All Reddy to work now
Congress Member of Parliament T Subbirami Reddy, who chairs the Parliamentary Standing Committee on Science and Technology, Environment and Forests examining the controversial nuclear liability Bill, is keen on submitting the report during the ongoing monsoon session.india Updated: Jul 26, 2010 23:56 IST
Congress Member of Parliament T Subbirami Reddy, who chairs the Parliamentary Standing Committee on Science and Technology, Environment and Forests examining the controversial nuclear liability Bill, is keen on submitting the report during the ongoing monsoon session. To ensure that, Reddy has been calling regular meetings that have left many panel members “tired”.
But Reddy is not the one to be deterred. To cheer them up, he took the panel members to Tirupati where the National Atmospheric Research Laboratory is located. Delighted at this work-cum-pilgrimage tour, the members have not since stopped praising the MP, who once headed the Tirumala Tirupati Devasthanams Board. This is not all: Reddy also invited the members individually for luncheons and dinners to keep them in good humour. “He is a dynamic person who wants to finish the work on time,” a panel member said, obviously delighted with all that pampering.
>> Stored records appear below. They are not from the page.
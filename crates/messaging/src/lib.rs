//! Bazaar messaging core
//!
//! Two-party messaging, presence, live notification dispatch, support
//! tickets and admin bulk sends. Transport-agnostic: the API crate adapts
//! these services to HTTP and WebSocket.

// Allow unwrap/expect in tests - panics are acceptable in test code
#![cfg_attr(test, allow(clippy::unwrap_used, clippy::expect_used))]

pub mod broadcast;
pub mod chat;
pub mod dispatch;
pub mod error;
pub mod events;
pub mod messenger;
pub mod models;
pub mod presence;
pub mod store;
pub mod support;

pub use broadcast::{Broadcaster, BulkReport, BulkTarget};
pub use chat::{ChatLimits, ChatService};
pub use dispatch::Dispatcher;
pub use error::{MessagingError, MessagingResult};
pub use events::{ClientEvent, ServerEvent};
pub use messenger::Messenger;
pub use models::{
    ConversationSummary, Message, MessagePage, OpenedTicket, PageRequest, SupportTicket,
    TicketStatus,
};
pub use presence::{Connection, DeliveryError, PresenceRegistry};
pub use support::{SupportDesk, SupportPost};
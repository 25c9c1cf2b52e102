//! Notification dispatcher
//!
//! Best-effort live delivery. If the recipient has no live connection the
//! event is dropped; the persisted record is what they will see on their
//! next fetch. Delivery failures are logged, never returned to the caller.

use uuid::Uuid;

use crate::events::ServerEvent;
use crate::presence::{Connection, DeliveryError, PresenceRegistry};

#[derive(Clone)]
pub struct Dispatcher {
    presence: PresenceRegistry,
}

impl Dispatcher {
    pub fn new(presence: PresenceRegistry) -> Self {
        Self { presence }
    }

    pub fn presence(&self) -> &PresenceRegistry {
        &self.presence
    }

    /// Deliver `event` to `user_id` if they are online. Returns whether the
    /// event was queued on a live connection.
    pub async fn notify(&self, user_id: Uuid, event: ServerEvent) -> bool {
        let Some(conn) = self.presence.lookup(user_id).await else {
            tracing::trace!(user_id = %user_id, event = event.kind(), "Recipient offline, skipping live delivery");
            return false;
        };
        deliver(&conn, event)
    }

    /// Deliver `event` to every online user in `user_ids`. Returns the number
    /// of live deliveries.
    pub async fn notify_many(&self, user_ids: &[Uuid], event: &ServerEvent) -> usize {
        let mut delivered = 0;
        for user_id in user_ids {
            if self.notify(*user_id, event.clone()).await {
                delivered += 1;
            }
        }
        delivered
    }

    /// Deliver `event` to every live connection except `except`'s
    pub async fn broadcast(&self, event: &ServerEvent, except: Option<Uuid>) -> usize {
        let connections = self.presence.connections().await;
        connections
            .iter()
            .filter(|conn| Some(conn.user_id) != except)
            .filter(|conn| deliver(conn, event.clone()))
            .count()
    }
}

fn deliver(conn: &Connection, event: ServerEvent) -> bool {
    let kind = event.kind();
    match conn.send(event) {
        Ok(()) => true,
        Err(DeliveryError::Full) => {
            tracing::warn!(
                session_id = %conn.session_id,
                user_id = %conn.user_id,
                event = kind,
                "Live delivery dropped: outbound buffer full"
            );
            false
        }
        Err(DeliveryError::Closed) => {
            tracing::debug!(
                session_id = %conn.session_id,
                user_id = %conn.user_id,
                event = kind,
                "Live delivery dropped: connection closed"
            );
            false
        }
    }
}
With the Indo-Pak talks hitting a roadblock and the Indian delegation facing criticism for being unprepared, there’s a buzz in the Ministry of External Affairs that Foreign Secretary Nirupama Rao will not get an extension and have a tough time getting a plum post-retirement posting. Rao is set to retire end of this year. In comparison with her predecessors like S.S. Menon and S. Saran, who were tough negotiators, Rao’s efforts were found wanting in the recent Indo-Pak talks. If she doesn’t manage an extension, then the next best posting Rao, a 1973-batch Indian Foreign Service officer, can eye is India’s ambassador to the US. The present envoy, Meera Shankar, is unlikely to get an extension and will retire around the time Rao will demit office.
No time for play-acting
Television actor-turn-BJP leader Smriti Irani is taking her role as the boss of the party’s women wing, Mahila Morcha, very seriously. She has made it clear to the workers that she doesn’t want the Morcha to be just another wing of the mother ship, but a fighting-fit force. Irani’s first show of strength was in Kolkata, which happens to be her mother’s birthplace. Taking on the Trinamool Congress for its alleged connection with the Maoists in West Bengal, Irani took a dig at none other than the chief minister-in-waiting and Trinamool Congress chief Mamata Banerjee. “To support them [Maoists] for political gains is an injustice against the people,” thundered the former prime time queen.
No place to call home
Lyricist and Rajya Sabha MP Javed Akhtar has not been allotted an official accommodation yet. The other day, when a Congress leader expressed a desire to have a chat with him over a cup of tea, Akhtar shot back: “But where? I don’t have a house in Delhi. I am still waiting to get the official accommodation”. The noted lyricist was also seen at the Congress headquarters recently.
In the line of fire
In the power corridors of the Capital, as a Delhi Police constable recently found out, doing one’s duty sincerely can turn out to be a thankless job. During the recent National Development Council meeting, the constable asked Tamil Nadu Chief Secretary, K.S. Sripathi, for his identity card since the latter was not wearing his conference badge. But the senior-most officer of the state took offence and accused the constable of not having the ability to distinguish between a senior official and an ordinary citizen. His anger led to a team of officials from Tamil Nadu getting into an altercation with the securitymen posted at the conference centre. Things cooled down only when a deputy commissioner-level official apologised to Team Tamil Nadu on behalf of the constable.